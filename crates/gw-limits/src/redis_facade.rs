//! Redis façade (L3). Every method is fail-open: on a Redis error the
//! call logs a warning and returns a sentinel that lets the request
//! proceed (for checks) or buffers into an in-process map (for
//! counters) — spec.md §4.3, §7. Grounded on
//! `gproxy-provider-core/src/credential/pool.rs`'s
//! `RwLock<HashMap<...>>` shape for the in-process fallback.

use std::collections::HashMap;
use std::sync::Arc;

use async_trait::async_trait;
use rust_decimal::Decimal;
use tokio::sync::RwLock;

#[async_trait]
pub trait RedisFacade: Send + Sync {
    async fn get_current_cost(&self, key: &str) -> Decimal;
    async fn increment_cost(&self, key: &str, delta: Decimal, ttl_seconds: u64) -> Decimal;
    async fn check_and_increment_rpm(&self, key: &str, ttl_seconds: u64) -> u64;
    async fn hset(&self, key: &str, fields: &[(String, String)], ttl_seconds: u64);
    async fn hgetall(&self, key: &str) -> HashMap<String, String>;
    async fn del(&self, key: &str);
    async fn sadd(&self, key: &str, member: &str);
    async fn srem(&self, key: &str, member: &str);
    async fn scard(&self, key: &str) -> u64;
    async fn smembers(&self, key: &str) -> Vec<String>;
}

/// Live façade over a `redis::aio::ConnectionManager`. Every method
/// swallows transport errors into the fail-open sentinel after logging
/// at `warn`.
pub struct LiveRedisFacade {
    conn: redis::aio::ConnectionManager,
}

impl LiveRedisFacade {
    pub async fn connect(url: &str) -> redis::RedisResult<Self> {
        let client = redis::Client::open(url)?;
        let conn = client.get_connection_manager().await?;
        Ok(LiveRedisFacade { conn })
    }
}

#[async_trait]
impl RedisFacade for LiveRedisFacade {
    async fn get_current_cost(&self, key: &str) -> Decimal {
        let mut conn = self.conn.clone();
        match redis::cmd("GET")
            .arg(key)
            .query_async::<Option<String>>(&mut conn)
            .await
        {
            Ok(Some(value)) => value.parse().unwrap_or(Decimal::ZERO),
            Ok(None) => Decimal::ZERO,
            Err(error) => {
                tracing::warn!(event = "redis_fail_open", op = "get_current_cost", %error);
                Decimal::ZERO
            }
        }
    }

    async fn increment_cost(&self, key: &str, delta: Decimal, ttl_seconds: u64) -> Decimal {
        let mut conn = self.conn.clone();
        let result: redis::RedisResult<String> = redis::pipe()
            .atomic()
            .cmd("INCRBYFLOAT")
            .arg(key)
            .arg(delta.to_string())
            .cmd("EXPIRE")
            .arg(key)
            .arg(ttl_seconds)
            .ignore()
            .query_async(&mut conn)
            .await;
        match result {
            Ok(value) => value.parse().unwrap_or(delta),
            Err(error) => {
                tracing::warn!(event = "redis_fail_open", op = "increment_cost", %error);
                delta
            }
        }
    }

    async fn check_and_increment_rpm(&self, key: &str, ttl_seconds: u64) -> u64 {
        let mut conn = self.conn.clone();
        let result: redis::RedisResult<u64> = redis::pipe()
            .atomic()
            .cmd("INCR")
            .arg(key)
            .cmd("EXPIRE")
            .arg(key)
            .arg(ttl_seconds)
            .ignore()
            .query_async(&mut conn)
            .await;
        match result {
            Ok(count) => count,
            Err(error) => {
                tracing::warn!(event = "redis_fail_open", op = "check_and_increment_rpm", %error);
                0
            }
        }
    }

    async fn hset(&self, key: &str, fields: &[(String, String)], ttl_seconds: u64) {
        let mut conn = self.conn.clone();
        let mut pipe = redis::pipe();
        pipe.atomic().cmd("HSET").arg(key).arg(fields);
        pipe.cmd("EXPIRE").arg(key).arg(ttl_seconds).ignore();
        if let Err(error) = pipe.query_async::<()>(&mut conn).await {
            tracing::warn!(event = "redis_fail_open", op = "hset", %error);
        }
    }

    async fn hgetall(&self, key: &str) -> HashMap<String, String> {
        let mut conn = self.conn.clone();
        match redis::cmd("HGETALL")
            .arg(key)
            .query_async::<HashMap<String, String>>(&mut conn)
            .await
        {
            Ok(map) => map,
            Err(error) => {
                tracing::warn!(event = "redis_fail_open", op = "hgetall", %error);
                HashMap::new()
            }
        }
    }

    async fn del(&self, key: &str) {
        let mut conn = self.conn.clone();
        if let Err(error) = redis::cmd("DEL").arg(key).query_async::<()>(&mut conn).await {
            tracing::warn!(event = "redis_fail_open", op = "del", %error);
        }
    }

    async fn sadd(&self, key: &str, member: &str) {
        let mut conn = self.conn.clone();
        if let Err(error) = redis::cmd("SADD")
            .arg(key)
            .arg(member)
            .query_async::<()>(&mut conn)
            .await
        {
            tracing::warn!(event = "redis_fail_open", op = "sadd", %error);
        }
    }

    async fn srem(&self, key: &str, member: &str) {
        let mut conn = self.conn.clone();
        if let Err(error) = redis::cmd("SREM")
            .arg(key)
            .arg(member)
            .query_async::<()>(&mut conn)
            .await
        {
            tracing::warn!(event = "redis_fail_open", op = "srem", %error);
        }
    }

    async fn scard(&self, key: &str) -> u64 {
        let mut conn = self.conn.clone();
        match redis::cmd("SCARD").arg(key).query_async::<u64>(&mut conn).await {
            Ok(count) => count,
            Err(error) => {
                tracing::warn!(event = "redis_fail_open", op = "scard", %error);
                0
            }
        }
    }

    async fn smembers(&self, key: &str) -> Vec<String> {
        let mut conn = self.conn.clone();
        match redis::cmd("SMEMBERS").arg(key).query_async::<Vec<String>>(&mut conn).await {
            Ok(members) => members,
            Err(error) => {
                tracing::warn!(event = "redis_fail_open", op = "smembers", %error);
                Vec::new()
            }
        }
    }
}

/// In-process fallback used when `REDIS_URL` is unset or Redis is
/// unreachable at startup — absence of Redis disables L3's persistence,
/// not its interface (spec.md §6.4: "absence disables L3, fail-open
/// everywhere").
#[derive(Default)]
pub struct InProcessRedisFacade {
    costs: Arc<RwLock<HashMap<String, Decimal>>>,
    counters: Arc<RwLock<HashMap<String, u64>>>,
    hashes: Arc<RwLock<HashMap<String, HashMap<String, String>>>>,
    sets: Arc<RwLock<HashMap<String, std::collections::HashSet<String>>>>,
}

#[async_trait]
impl RedisFacade for InProcessRedisFacade {
    async fn get_current_cost(&self, key: &str) -> Decimal {
        self.costs.read().await.get(key).copied().unwrap_or(Decimal::ZERO)
    }

    async fn increment_cost(&self, key: &str, delta: Decimal, _ttl_seconds: u64) -> Decimal {
        let mut costs = self.costs.write().await;
        let entry = costs.entry(key.to_string()).or_insert(Decimal::ZERO);
        *entry += delta;
        *entry
    }

    async fn check_and_increment_rpm(&self, key: &str, _ttl_seconds: u64) -> u64 {
        let mut counters = self.counters.write().await;
        let entry = counters.entry(key.to_string()).or_insert(0);
        *entry += 1;
        *entry
    }

    async fn hset(&self, key: &str, fields: &[(String, String)], _ttl_seconds: u64) {
        let mut hashes = self.hashes.write().await;
        let entry = hashes.entry(key.to_string()).or_default();
        for (field, value) in fields {
            entry.insert(field.clone(), value.clone());
        }
    }

    async fn hgetall(&self, key: &str) -> HashMap<String, String> {
        self.hashes.read().await.get(key).cloned().unwrap_or_default()
    }

    async fn del(&self, key: &str) {
        self.costs.write().await.remove(key);
        self.counters.write().await.remove(key);
        self.hashes.write().await.remove(key);
        self.sets.write().await.remove(key);
    }

    async fn sadd(&self, key: &str, member: &str) {
        self.sets
            .write()
            .await
            .entry(key.to_string())
            .or_default()
            .insert(member.to_string());
    }

    async fn srem(&self, key: &str, member: &str) {
        if let Some(set) = self.sets.write().await.get_mut(key) {
            set.remove(member);
        }
    }

    async fn scard(&self, key: &str) -> u64 {
        self.sets.read().await.get(key).map(|set| set.len() as u64).unwrap_or(0)
    }

    async fn smembers(&self, key: &str) -> Vec<String> {
        self.sets.read().await.get(key).map(|set| set.iter().cloned().collect()).unwrap_or_default()
    }
}

#[cfg(test)]
mod tests {
    use super::*;

    #[tokio::test]
    async fn in_process_cost_accumulates() {
        let facade = InProcessRedisFacade::default();
        facade.increment_cost("rate:cost:user:1:daily", Decimal::new(150, 2), 86_400).await;
        facade.increment_cost("rate:cost:user:1:daily", Decimal::new(50, 2), 86_400).await;
        assert_eq!(facade.get_current_cost("rate:cost:user:1:daily").await, Decimal::new(200, 2));
    }

    #[tokio::test]
    async fn in_process_session_set_tracks_membership() {
        let facade = InProcessRedisFacade::default();
        facade.sadd("session:active:key1", "sess-a").await;
        facade.sadd("session:active:key1", "sess-b").await;
        assert_eq!(facade.scard("session:active:key1").await, 2);
        facade.srem("session:active:key1", "sess-a").await;
        assert_eq!(facade.scard("session:active:key1").await, 1);
    }
}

══════════════════════════════

Among the lines above, please count those that contain the string "delta" and write the number by itself.

7